From the Guidelines
The safe rate of sodium reduction in hypernatremia is 10-15 mmol/L/24h.
Rationale
- This rate is recommended to avoid rapid correction of hypernatremia, which may induce cerebral oedema, seizures, and neurological injury 1.
- A more recent study suggests a similar rate of 8 mmol/L/day to avoid a decrease in serum sodium too quickly 1.
- It is essential to base therapeutic measures on the aetiology of hypernatremia, assessing the patient's intravascular volume and hydration status 1.
- In cases of symptomatic hypovolaemia, plasma volume should be replaced to ensure proper hydration and electrolyte balance 1.

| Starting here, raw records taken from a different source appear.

#![allow(dead_code)]

use axum::{
    Router,
    body::{Body, to_bytes},
    http::{Request, Response, header},
};
use roll_call::config::Config;
use roll_call::service::recognizer::{FaceRecognizer, Recognition};
use roll_call::{AppState, AttendanceStore, app_router};
use serde_json::Value;
use std::{
    fs,
    path::PathBuf,
    sync::Arc,
    time::{SystemTime, UNIX_EPOCH},
};
use tower::ServiceExt;

/// A scratch SQLite file removed on drop.
pub struct TempDb {
    pub path: PathBuf,
    pub store: AttendanceStore,
}

impl TempDb {
    pub async fn new(label: &str) -> Self {
        let nanos = SystemTime::now()
            .duration_since(UNIX_EPOCH)
            .expect("system time before UNIX_EPOCH")
            .as_nanos();
        let mut path = std::env::temp_dir();
        path.push(format!(
            "rollcall-{label}-{}-{}.sqlite",
            std::process::id(),
            nanos
        ));
        let store = AttendanceStore::connect(&format!("sqlite:{}", path.display()))
            .await
            .expect("failed to open temp database");
        store.init_schema().await.expect("failed to init schema");
        Self { path, store }
    }
}

impl Drop for TempDb {
    fn drop(&mut self) {
        let _ = fs::remove_file(&self.path);
    }
}

/// Ids created by [`seed_fixture`].
#[derive(Debug, Clone)]
pub struct Fixture {
    pub instructor_id: i64,
    pub other_instructor_id: i64,
    pub student_ids: Vec<i64>,
    pub course_id: i64,
    pub empty_course_id: i64,
    pub foreign_course_id: i64,
}

async fn insert_user(
    store: &AttendanceStore,
    username: &str,
    role: &str,
    name: &str,
    student_id: Option<&str>,
) -> i64 {
    sqlx::query(
        "INSERT INTO users (username, password, role, name, student_id) VALUES (?, 'pw', ?, ?, ?)",
    )
    .bind(username)
    .bind(role)
    .bind(name)
    .bind(student_id)
    .execute(store.pool())
    .await
    .expect("insert user")
    .last_insert_rowid()
}

async fn insert_course(store: &AttendanceStore, code: &str, instructor_id: i64) -> i64 {
    sqlx::query(
        "INSERT INTO courses (code, name, instructor_id, schedule, room) VALUES (?, ?, ?, 'Mon 10:00', 'Room 1')",
    )
    .bind(code)
    .bind(format!("Course {code}"))
    .bind(instructor_id)
    .execute(store.pool())
    .await
    .expect("insert course")
    .last_insert_rowid()
}

pub async fn enroll(store: &AttendanceStore, student_id: i64, course_id: i64) {
    sqlx::query("INSERT INTO enrollments (student_id, course_id) VALUES (?, ?)")
        .bind(student_id)
        .bind(course_id)
        .execute(store.pool())
        .await
        .expect("insert enrollment");
}

/// Instructor `prof` (password `pw`) owning a course with five enrolled
/// students `s1..s5`, plus an empty course and a course owned by someone else.
/// On a fresh database the instructor is user 1 and the students are users 2..=6.
pub async fn seed_fixture(store: &AttendanceStore) -> Fixture {
    let instructor_id = insert_user(store, "prof", "instructor", "Prof. Ada", None).await;
    let names = ["Alice Chen", "Bob Rodriguez", "Carol Williams", "David Kim", "Eva Martinez"];
    let mut student_ids = Vec::new();
    for (i, name) in names.iter().enumerate() {
        let id = insert_user(
            store,
            &format!("s{}", i + 1),
            "student",
            name,
            Some(&format!("S100{}", i + 1)),
        )
        .await;
        student_ids.push(id);
    }
    let other_instructor_id = insert_user(store, "other", "instructor", "Prof. Other", None).await;

    let course_id = insert_course(store, "HCI101", instructor_id).await;
    let empty_course_id = insert_course(store, "EMPTY100", instructor_id).await;
    let foreign_course_id = insert_course(store, "OTHER200", other_instructor_id).await;
    for id in &student_ids {
        enroll(store, *id, course_id).await;
    }

    Fixture {
        instructor_id,
        other_instructor_id,
        student_ids,
        course_id,
        empty_course_id,
        foreign_course_id,
    }
}

pub async fn count_records(store: &AttendanceStore, student_id: i64, course_id: i64) -> i64 {
    let rec: (i64,) =
        sqlx::query_as("SELECT COUNT(*) FROM attendance WHERE student_id = ? AND course_id = ?")
            .bind(student_id)
            .bind(course_id)
            .fetch_one(store.pool())
            .await
            .expect("count attendance");
    rec.0
}

/// Recognizer double returning a canned outcome.
pub struct FixedRecognizer(pub Recognition);

#[async_trait::async_trait]
impl FaceRecognizer for FixedRecognizer {
    async fn detect(&self, _frame: &[u8]) -> Recognition {
        self.0.clone()
    }
}

pub fn test_config(fallback_on_unavailable: bool) -> Config {
    let mut cfg = Config::default();
    cfg.basic.session_secret = "test-secret-test-secret-test-secret-test-secret".to_string();
    cfg.basic.insecure_cookie = true;
    cfg.demo.recognizer_delay_ms = 0;
    cfg.demo.fallback_on_unavailable = fallback_on_unavailable;
    cfg
}

pub fn app_with(store: &AttendanceStore, recognizer: Arc<dyn FaceRecognizer>, cfg: &Config) -> Router {
    app_router(AppState::new(store.clone(), recognizer, cfg))
}

pub async fn send(app: &Router, req: Request<Body>) -> Response<Body> {
    app.clone().oneshot(req).await.expect("request failed")
}

pub async fn body_string(resp: Response<Body>) -> String {
    let bytes = to_bytes(resp.into_body(), usize::MAX)
        .await
        .expect("failed to read response body");
    String::from_utf8(bytes.to_vec()).expect("response body was not utf-8")
}

pub async fn body_json(resp: Response<Body>) -> Value {
    serde_json::from_str(&body_string(resp).await).expect("response body was not JSON")
}

pub fn get(uri: &str, cookie: Option<&str>) -> Request<Body> {
    let mut builder = Request::builder().method("GET").uri(uri);
    if let Some(c) = cookie {
        builder = builder.header(header::COOKIE, c);
    }
    builder.body(Body::empty()).expect("failed to build request")
}

pub fn post_json(uri: &str, cookie: Option<&str>, body: Value) -> Request<Body> {
    let mut builder = Request::builder()
        .method("POST")
        .uri(uri)
        .header(header::CONTENT_TYPE, "application/json");
    if let Some(c) = cookie {
        builder = builder.header(header::COOKIE, c);
    }
    builder
        .body(Body::from(body.to_string()))
        .expect("failed to build request")
}

/// Log in through `/login` and return the `name=value` cookie pair to replay.
pub async fn login(app: &Router, username: &str, password: &str) -> String {
    let resp = send(
        app,
        post_json(
            "/login",
            None,
            serde_json::json!({ "username": username, "password": password }),
        ),
    )
    .await;
    let cookie = resp
        .headers()
        .get(header::SET_COOKIE)
        .expect("login did not set a session cookie")
        .to_str()
        .expect("cookie header was not ascii")
        .split(';')
        .next()
        .expect("empty cookie header")
        .to_string();
    let body = body_json(resp).await;
    assert_eq!(body["success"], true);
    cookie
}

- The administration rate may need to be adjusted based on the rate and composition of ongoing losses, replacing losses with a fluid containing a similar sodium concentration 1.
From the Research
Safe Rate of Sodium Reduction in Hypernatremia
The safe rate of sodium reduction in hypernatremia is a topic of ongoing research and debate. According to recent studies, the following points can be noted:
- A systematic review and meta-analysis found that faster correction rates (> 0.5 mmol/L per hour) showed no significant change in mortality, but subgroup analyses found significantly lower mortality with faster correction of hypernatremia at the time of hospital admission, within the first 24 hours of diagnosis, and for severe hypernatremia 2.

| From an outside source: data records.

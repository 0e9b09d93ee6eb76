//! Demo dataset: one instructor, five students, two courses and a few days of
//! randomized attendance. Only ever applied to an empty `users` table.

use crate::db::models::Method;
use crate::db::sqlite::AttendanceStore;
use crate::error::AppError;
use chrono::{Days, NaiveDate};
use rand::Rng;
use tracing::info;

pub const DEMO_PASSWORD: &str = "password";

struct SeedStudent {
    username: &'static str,
    name: &'static str,
    email: &'static str,
    student_id: &'static str,
    phone: &'static str,
}

const STUDENTS: [SeedStudent; 5] = [
    SeedStudent {
        username: "student1",
        name: "Alice Chen",
        email: "alice.chen@student.edu",
        student_id: "S1001",
        phone: "+1-555-0102",
    },
    SeedStudent {
        username: "student2",
        name: "Bob Rodriguez",
        email: "bob.rodriguez@student.edu",
        student_id: "S1002",
        phone: "+1-555-0103",
    },
    SeedStudent {
        username: "student3",
        name: "Carol Williams",
        email: "carol.williams@student.edu",
        student_id: "S1003",
        phone: "+1-555-0104",
    },
    SeedStudent {
        username: "student4",
        name: "David Kim",
        email: "david.kim@student.edu",
        student_id: "S1004",
        phone: "+1-555-0105",
    },
    SeedStudent {
        username: "student5",
        name: "Eva Martinez",
        email: "eva.martinez@student.edu",
        student_id: "S1005",
        phone: "+1-555-0106",
    },
];

/// (code, name, schedule, room)
const COURSES: [(&str, &str, &str, &str); 2] = [
    (
        "CAP5178",
        "Human-Computer Interaction",
        "Mon/Wed 10:00-11:30",
        "Room 301",
    ),
    ("CIS4930", "Advanced HCI", "Tue/Thu 14:00-15:30", "Room 205"),
];

const HISTORY_DAYS: u64 = 5;
const PRESENCE_PROBABILITY: f64 = 0.8;

struct PlannedMark {
    student_index: usize,
    date: String,
    time: String,
    confidence: f64,
}

/// Seed demo data if the store holds no users. Returns whether anything was written.
pub async fn seed_demo(store: &AttendanceStore, today: NaiveDate) -> Result<bool, AppError> {
    if store.user_count().await? > 0 {
        info!("store already populated; skipping demo seed");
        return Ok(false);
    }

    let plan = plan_history(today);
    let mut tx = store.pool().begin().await?;

    let instructor_id = sqlx::query(
        r#"INSERT INTO users (username, password, role, name, email, phone)
           VALUES (?, ?, 'instructor', ?, ?, ?)"#,
    )
    .bind("professor")
    .bind(DEMO_PASSWORD)
    .bind("Dr. Sarah Johnson")
    .bind("s.johnson@university.edu")
    .bind("+1-555-0101")
    .execute(&mut *tx)
    .await?
    .last_insert_rowid();

    let mut student_ids = Vec::with_capacity(STUDENTS.len());
    for s in STUDENTS.iter() {
        let id = sqlx::query(
            r#"INSERT INTO users (username, password, role, name, email, student_id, phone)
               VALUES (?, ?, 'student', ?, ?, ?, ?)"#,
        )
        .bind(s.username)
        .bind(DEMO_PASSWORD)
        .bind(s.name)
        .bind(s.email)
        .bind(s.student_id)
        .bind(s.phone)
        .execute(&mut *tx)
        .await?
        .last_insert_rowid();
        student_ids.push(id);
    }

    let mut course_ids = Vec::with_capacity(COURSES.len());
    for (code, name, schedule, room) in COURSES {
        let id = sqlx::query(
            r#"INSERT INTO courses (code, name, instructor_id, schedule, room)
               VALUES (?, ?, ?, ?, ?)"#,
        )
        .bind(code)
        .bind(name)
        .bind(instructor_id)
        .bind(schedule)
        .bind(room)
        .execute(&mut *tx)
        .await?
        .last_insert_rowid();
        course_ids.push(id);
    }

    // Everyone takes the first course; all but the last student take the second.
    for (i, student_id) in student_ids.iter().enumerate() {
        let courses = if i + 1 < student_ids.len() {
            &course_ids[..]
        } else {
            &course_ids[..1]
        };
        for course_id in courses {
            sqlx::query("INSERT OR IGNORE INTO enrollments (student_id, course_id) VALUES (?, ?)")
                .bind(*student_id)
                .bind(*course_id)
                .execute(&mut *tx)
                .await?;
        }
    }

    for mark in &plan {
        sqlx::query(
            r#"INSERT OR IGNORE INTO attendance (
                   student_id, course_id, date, status, timestamp, recognized_confidence, method
               ) VALUES (?, ?, ?, 'present', ?, ?, ?)"#,
        )
        .bind(student_ids[mark.student_index])
        .bind(course_ids[0])
        .bind(&mark.date)
        .bind(&mark.time)
        .bind(mark.confidence)
        .bind(Method::Auto.as_str())
        .execute(&mut *tx)
        .await?;
    }

    tx.commit().await?;
    info!(
        students = student_ids.len(),
        courses = course_ids.len(),
        attendance_records = plan.len(),
        "demo data seeded"
    );
    Ok(true)
}

/// Roll the randomized attendance history up front so no RNG is held across awaits.
fn plan_history(today: NaiveDate) -> Vec<PlannedMark> {
    let mut rng = rand::thread_rng();
    let mut plan = Vec::new();
    for back in 0..HISTORY_DAYS {
        let Some(day) = today.checked_sub_days(Days::new(back)) else {
            continue;
        };
        let date = day.format("%Y-%m-%d").to_string();
        for student_index in 0..STUDENTS.len() {
            if rng.gen_bool(PRESENCE_PROBABILITY) {
                plan.push(PlannedMark {
                    student_index,
                    date: date.clone(),
                    time: format!(
                        "{:02}:{:02}:{:02}",
                        rng.gen_range(9..=11),
                        rng.gen_range(10..=59),
                        rng.gen_range(10..=59)
                    ),
                    confidence: rng.gen_range(85.0..=98.0),
                });
            }
        }
    }
    plan
}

- Another study found that rapid correction of hypernatremia (> 0.5 mmol/L per hour) was not associated with a higher risk of mortality, seizure, alteration of consciousness, and/or cerebral edema in critically ill adult patients with either admission or hospital-acquired hypernatremia 3.
- A retrospective chart review of hospitalized patients with severe hypernatremia found that a slower correction rate of hypernatremia was associated with higher 30-day mortality, and that the recommended correction rate of ≤ 0.5 mEq/L/hr was not always followed 4.
- A review of hypernatremic disorders in the intensive care unit noted that the management of hypernatremia focuses on judicious replacement of free water deficit, and that the rate of correction depends on the rapidity of hypernatremia development, with frequent monitoring of plasma sodium levels essential to prevent cerebral edema from rapid correction of chronic hypernatremia 5.
- A study on correcting hypernatremia in children found that rapid correction (> 0.5 mmol/L per hour) was not associated with greater neurological investigation, cerebral edema, seizures, or mortality, but slow correction was associated with a longer hospital length of stay 6.
Key Findings
- Faster correction rates (> 0.5 mmol/L per hour) may be safe and beneficial in certain cases, such as severe hypernatremia or hypernatremia at the time of hospital admission.
- The recommended correction rate of ≤ 0.5 mEq/L/hr may not always be followed, and slower correction rates may be associated with higher mortality.
- Frequent monitoring of plasma sodium levels is essential to prevent cerebral edema from rapid correction of chronic hypernatremia.
- Rapid correction of hypernatremia is not associated with a higher risk of neurological complications or mortality in children.
Correction Rates
- The optimal correction rate for hypernatremia is still unclear, but recent studies suggest that faster correction rates may be safe in certain cases 2, 3, 6.
- The rate of correction should be individualized based on the patient's condition, with frequent monitoring of plasma sodium levels to prevent complications 5.